An embedded system is a specific purpose computer that usually executes a single program repeatedly. They react to changes in their surrounded environments and must respond in real-time manner. The design goals of such system differ from one application to another, but it generally includes low unit cost, low Non-Recurring Engineering (NRE) cost, low power, low execution time, small size, and high flexibility. Designer uses three well-known approaches to realize an embedded system: (i) software (SW) approach, (ii) hardware (HW) approach, and (iii) HW/SW co-design approach. The main advantage of SW implementation [8], [9], [10], [11], [12], [13] is that it is highly flexible, since the connections between neurons are not physical (in contrast to physical implementation that requires wired interconnections). However, on the other side, fully software implementation is usually slower than hardware implementation. This dilemma caused by two reasons. The first one is due to processor resource restrictions. Arithmetic Logic Units (ALUs) of processors are the bottleneck and they are only designed to perform general and basic arithmetic operations. The second one is that software programs are usually developed sequentially; however, it is in contrast to the intrinsic parallel architecture of ANNs and NFs.
Similar to other applications, ANN and NF systems can be implemented as a hardware core [8], [14], [15], [16], [17], [18], [19], [20]. In this approach, the connections between neurons are hard wired and typically permanent. Therefore, ANN and NF hardware structures are not as flexible as SW approach; however they are fast and consume less power concerning software implementations. Researchers even decrease power consumption and improve area, and timing criteria by introducing fidelity slack (error) for bio-inspired and soft-computing algorithms such as ANN and NF [21], [22], [23]. Regarding an embedded system demands, introducing fidelity as another system design criterion endangers NRE, and timing-to-market. One solution to manage the design complexity is to define design procedure at higher abstraction level which has the most effect on implementation quality. The advantages of defining a design at higher levels of abstraction can be [24]: (1) ability to use of high level environment applications such as SystemVerilog, SystemC/TLM, C/C++, and MATLAB/Simulink, (2) potential for better exploration of design criteria which leads to more desirable designs, (3) shorter time to market, (4) lower design cost, etc.

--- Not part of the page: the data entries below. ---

//! A forwarded call that re-enters the engine must be refused while the
//! outer execution is still running.

mod common;

use async_trait::async_trait;
use common::*;
use stakegov::governance::{ProposalState, VoteSupport};
use stakegov::treasury::{MockTreasury, Treasury, TreasuryResult};
use stakegov::types::{tokens, Address, Amount, ProposalId};
use stakegov::{GovernanceError, Governor};
use std::sync::{Arc, Mutex, OnceLock, Weak};

/// Engine operation a forwarded call attempts against proposal 1.
#[derive(Debug, Clone, Copy)]
enum Reentry {
    Create,
    Vote,
    Cancel,
    Queue,
    ClaimRefund,
}

impl Reentry {
    async fn run(self, governor: &Governor) -> Result<(), GovernanceError> {
        match self {
            Reentry::Create => governor
                .create_proposal(&PROPOSER, "nested", general_call())
                .await
                .map(|_| ()),
            Reentry::Vote => governor
                .cast_vote(&TARGET, SECOND, VoteSupport::For)
                .await
                .map(|_| ()),
            Reentry::Cancel => governor.cancel_proposal(&GUARDIAN, SECOND).await,
            Reentry::Queue => governor.queue_proposal(&KEEPER, SECOND).await.map(|_| ()),
            Reentry::ClaimRefund => governor
                .claim_partial_stake_refund(&PROPOSER, SECOND)
                .await
                .map(|_| ()),
        }
    }
}

const FIRST: ProposalId = 0;
const SECOND: ProposalId = 1;

/// Treasury whose forwarded calls run one nested engine operation.
struct ReenteringTreasury {
    inner: MockTreasury,
    reentry: Reentry,
    governor: OnceLock<Weak<Governor>>,
    observed: Mutex<Vec<Result<(), GovernanceError>>>,
}

#[async_trait]
impl Treasury for ReenteringTreasury {
    async fn native_balance(&self) -> TreasuryResult<Amount> {
        self.inner.native_balance().await
    }

    async fn send_native(&self, to: &Address, amount: Amount) -> TreasuryResult<()> {
        self.inner.send_native(to, amount).await
    }

    async fn transfer_external(
        &self,
        token: &Address,
        to: &Address,
        amount: Amount,
    ) -> TreasuryResult<()> {
        self.inner.transfer_external(token, to, amount).await
    }

    async fn forward_call(&self, target: &Address, payload: &[u8]) -> TreasuryResult<Vec<u8>> {
        if let Some(governor) = self.governor.get().and_then(Weak::upgrade) {
            let result = self.reentry.run(&governor).await;
            self.observed.lock().unwrap().push(result);
        }
        self.inner.forward_call(target, payload).await
    }
}

/// Creates two proposals, puts the second where `reentry` would succeed on
/// its own, then executes the first one.
async fn execute_first(reentry: Reentry) -> (Engine, Arc<ReenteringTreasury>) {
    let mock = MockTreasury::new();
    let treasury = Arc::new(ReenteringTreasury {
        inner: mock.clone(),
        reentry,
        governor: OnceLock::new(),
        observed: Mutex::new(Vec::new()),
    });
    let e = Engine::with_treasury(treasury.clone(), mock);
    let _ = treasury.governor.set(Arc::downgrade(&e.governor));
    e.ledger.set_balance(PROPOSER, tokens(150));

    let first = e
        .governor
        .create_proposal(&PROPOSER, "call the target", general_call())
        .await
        .unwrap();
    let second = e
        .governor
        .create_proposal(&PROPOSER, "second call", general_call())
        .await
        .unwrap();
    assert_eq!((first, second), (FIRST, SECOND));

    let snapshot = e.governor.proposal(first).unwrap().snapshot;
    e.ledger.set_voting_power(snapshot, X, tokens(500));
    e.governor.cast_vote(&X, first, VoteSupport::For).await.unwrap();

    match reentry {
        Reentry::Vote => {
            let snapshot = e.governor.proposal(second).unwrap().snapshot;
            e.ledger.set_voting_power(snapshot, TARGET, tokens(10));
        }
        Reentry::Cancel | Reentry::Queue => {
            let snapshot = e.governor.proposal(second).unwrap().snapshot;
            e.ledger.set_voting_power(snapshot, X, tokens(500));
            e.governor.cast_vote(&X, second, VoteSupport::For).await.unwrap();
        }
        Reentry::ClaimRefund => {
            e.governor.cancel_proposal(&PROPOSER, second).await.unwrap();
        }
        Reentry::Create => {}
    }

    e.clock.set(T0 + DAY + 1);
    e.governor.queue_proposal(&KEEPER, first).await.unwrap();
    e.clock.advance(172_800);
    e.governor.execute_proposal(&KEEPER, first).await.unwrap();

    assert_eq!(
        e.governor.get_proposal_state(first).await.unwrap(),
        ProposalState::Executed
    );
    assert_eq!(
        *treasury.observed.lock().unwrap(),
        vec![Err(GovernanceError::Reentrant)]
    );
    (e, treasury)
}

#[tokio::test]
async fn test_vote_from_forwarded_call_is_reentrant() {
    let (e, _) = execute_first(Reentry::Vote).await;
    assert!(e.governor.voter_record(SECOND, &TARGET).unwrap().is_none());

    // Outside an execution the vote gets past the lock and fails on the deadline.
    assert_eq!(
        e.governor.cast_vote(&TARGET, SECOND, VoteSupport::For).await,
        Err(GovernanceError::VotingEnded)
    );
}

#[tokio::test]
async fn test_refund_claim_from_forwarded_call_is_reentrant() {
    let (e, _) = execute_first(Reentry::ClaimRefund).await;
    assert!(!e.governor.proposal(SECOND).unwrap().flags.stake_refunded());

    let before = e.ledger.balance(&PROPOSER);
    let paid = e
        .governor
        .claim_partial_stake_refund(&PROPOSER, SECOND)
        .await
        .unwrap();
    assert_eq!(paid, tokens(1) / 2);
    assert_eq!(e.ledger.balance(&PROPOSER), before + paid);
}

#[tokio::test]
async fn test_cancel_from_forwarded_call_is_reentrant() {
    let (e, _) = execute_first(Reentry::Cancel).await;
    assert_eq!(
        e.governor.get_proposal_state(SECOND).await.unwrap(),
        ProposalState::Succeeded
    );

    e.governor.cancel_proposal(&GUARDIAN, SECOND).await.unwrap();
    assert_eq!(
        e.governor.get_proposal_state(SECOND).await.unwrap(),
        ProposalState::Canceled
    );
}

#[tokio::test]
async fn test_queue_from_forwarded_call_is_reentrant() {
    let (e, _) = execute_first(Reentry::Queue).await;
    assert_eq!(
        e.governor.get_proposal_state(SECOND).await.unwrap(),
        ProposalState::Succeeded
    );

    e.governor.queue_proposal(&KEEPER, SECOND).await.unwrap();
    assert_eq!(
        e.governor.get_proposal_state(SECOND).await.unwrap(),
        ProposalState::Queued
    );
}

#[tokio::test]
async fn test_create_from_forwarded_call_is_reentrant() {
    let (e, _) = execute_first(Reentry::Create).await;
    assert!(e.governor.proposal(2).is_err());

    let third = e
        .governor
        .create_proposal(&PROPOSER, "after execution", general_call())
        .await
        .unwrap();
    assert_eq!(third, 2);
}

Both software and hardware design paradigms have their own advantages and disadvantages. Recently, designers combine both space designs to alleviate their drawbacks and reinforce their benefits. HW/SW co-design [8], [25], [26] is the procedure of partitioning algorithm between hardware and software parts, then describing each of them in appropriate language such as VHDL [27], Verilog [28] for hardware part and C/C++ for software part. This paper proposes a hardware solution (HW partition) that can be used as an isolated core or as an agent around a central processing unit (SW partition) for the purpose of online training.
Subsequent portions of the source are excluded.